Pourquoi est-ce important ? Pendant Covid, nous avons vu un apartheid vaccinal diviser le monde, l’aboutissement d’un régime de gouvernance de l’innovation inadapté aux pandémies mondiales. Dans presque tous les cas, les innovations ont été développées avec d’importants investissements gouvernementaux et un solide soutien réglementaire. Cela comprenait des accords d’achat anticipé qui permettaient aux sociétés pharmaceutiques de mener des recherches sans les risques auxquels les producteurs de nouveaux produits pharmaceutiques seraient généralement confrontés. Il comprenait également au moins 31,9 milliards de dollars pour développer, produire et acheter des vaccins à ARNm Covid-19 par le gouvernement américain. Les avantages de cette recherche, cependant, ont été placés derrière les murs inévolutifs de la propriété intellectuelle, au service des profits plutôt que de la santé de la population.

L’accord mondial en cours d’élaboration doit garantir que la recherche et le développement financés par des fonds publics servent le bien commun. Le texte divulgué montre que les conditions de publication transparente des prix des produits pharmaceutiques, ainsi que le partage de données et le transfert de technologie, seront volontaires. Ce serait une grave erreur – la même que celle commise pendant la pandémie, lorsque des centaines de millions de personnes dans le monde se sont vu refuser des vaccins en temps opportun, en partie à cause du désir de maximiser les profits de quelques entreprises. Et ce n’est pas seulement une question de prix, c’est aussi une question de conditions de partage des technologies : les droits de propriété intellectuelle ont été mal gouvernés.
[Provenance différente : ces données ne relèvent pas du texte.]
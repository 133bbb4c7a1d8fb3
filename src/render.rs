use crate::error::app_error::AppError;
use rocket::response::content::RawHtml;
use serde::Serialize;
use serde_json::Value;
use std::sync::Arc;

/// Turns a template name and a view context into an HTML document.
pub trait PageRenderer: Send + Sync {
    fn render(&self, template: &str, context: &Value) -> Result<String, AppError>;
}

/// Renders a minimal document that hands the context to the client scripts
/// as embedded JSON.
pub struct ShellRenderer {
    pub asset_prefix: String,
}

impl Default for ShellRenderer {
    fn default() -> Self {
        Self {
            asset_prefix: "/static".to_string(),
        }
    }
}

fn embed_json(context: &Value) -> Result<String, AppError> {
    let json = serde_json::to_string(context).map_err(|e| AppError::render(format!("failed to serialise page context: {e}")))?;
    // Keeps `</script>` and `<!--` inside string values from ending the block.
    Ok(json.replace('<', "\\u003c"))
}

impl PageRenderer for ShellRenderer {
    fn render(&self, template: &str, context: &Value) -> Result<String, AppError> {
        if template.is_empty() || !template.chars().all(|c| c.is_ascii_alphanumeric() || c == '_') {
            return Err(AppError::render(format!("invalid template name {template:?}")));
        }

        Ok(format!(
            r#"<!doctype html>
<html lang="en">
<head>
<meta charset="utf-8">
<title>Storefront</title>
<link rel="stylesheet" href="{prefix}/css/site.css">
</head>
<body data-page="{template}">
<main id="app"></main>
<script type="application/json" id="page-data">{data}</script>
<script src="{prefix}/js/main.js" defer></script>
</body>
</html>
"#,
            prefix = self.asset_prefix,
            template = template,
            data = embed_json(context)?,
        ))
    }
}

/// Managed handle used by page routes.
#[derive(Clone)]
pub struct Pages {
    renderer: Arc<dyn PageRenderer>,
}

impl Pages {
    pub fn new(renderer: Arc<dyn PageRenderer>) -> Self {
        Self { renderer }
    }

    pub fn render<C: Serialize>(&self, template: &str, context: &C) -> Result<RawHtml<String>, AppError> {
        let context = serde_json::to_value(context).map_err(|e| AppError::render(format!("failed to build context for {template}: {e}")))?;
        self.renderer.render(template, &context).map(RawHtml)
    }
}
Nous avons besoin d’un changement urgent et transformateur dans la façon dont nous abordons le financement – un changement qui génère l’espace budgétaire dont les pays en développement ont si cruellement besoin pour les investissements dans la santé. L’Accord sur la pandémie doit établir un système pour faire des progrès substantiels dans notre préparation à l’avenir, un système qui aille au-delà des structures de financement de la santé mondiale conventionnelles. Elle doit être guidée par le partage des connaissances, l’inclusion, l’accès et la transparence.

Ce n’est que par une politique mondiale, avec des engagements financiers et juridiques des gouvernements et des organismes internationaux comme l’OMS, que nous pourrons prévenir et nous préparer à la prochaine pandémie. L’accord est un pas important dans cette direction. Cependant, nous risquons de faire plusieurs pas en arrière si les engagements pour gouverner l’innovation ne reflètent pas les valeurs de la santé pour tous.

Nous ne pouvons pas continuer avec le modèle obsolète donateur-bénéficiaire, qui perçoit à tort la prévention, la préparation et la réponse comme un simple projet de « développement ». L’Accord sur la pandémie doit établir que les nécessités, les lacunes, les avantages et les obligations de faire face aux menaces sanitaires mondiales – bien que différentes partout – sont partagées. La responsabilité collective que nous portons tous pour éviter les crises qui nous affecteront tous doit primer.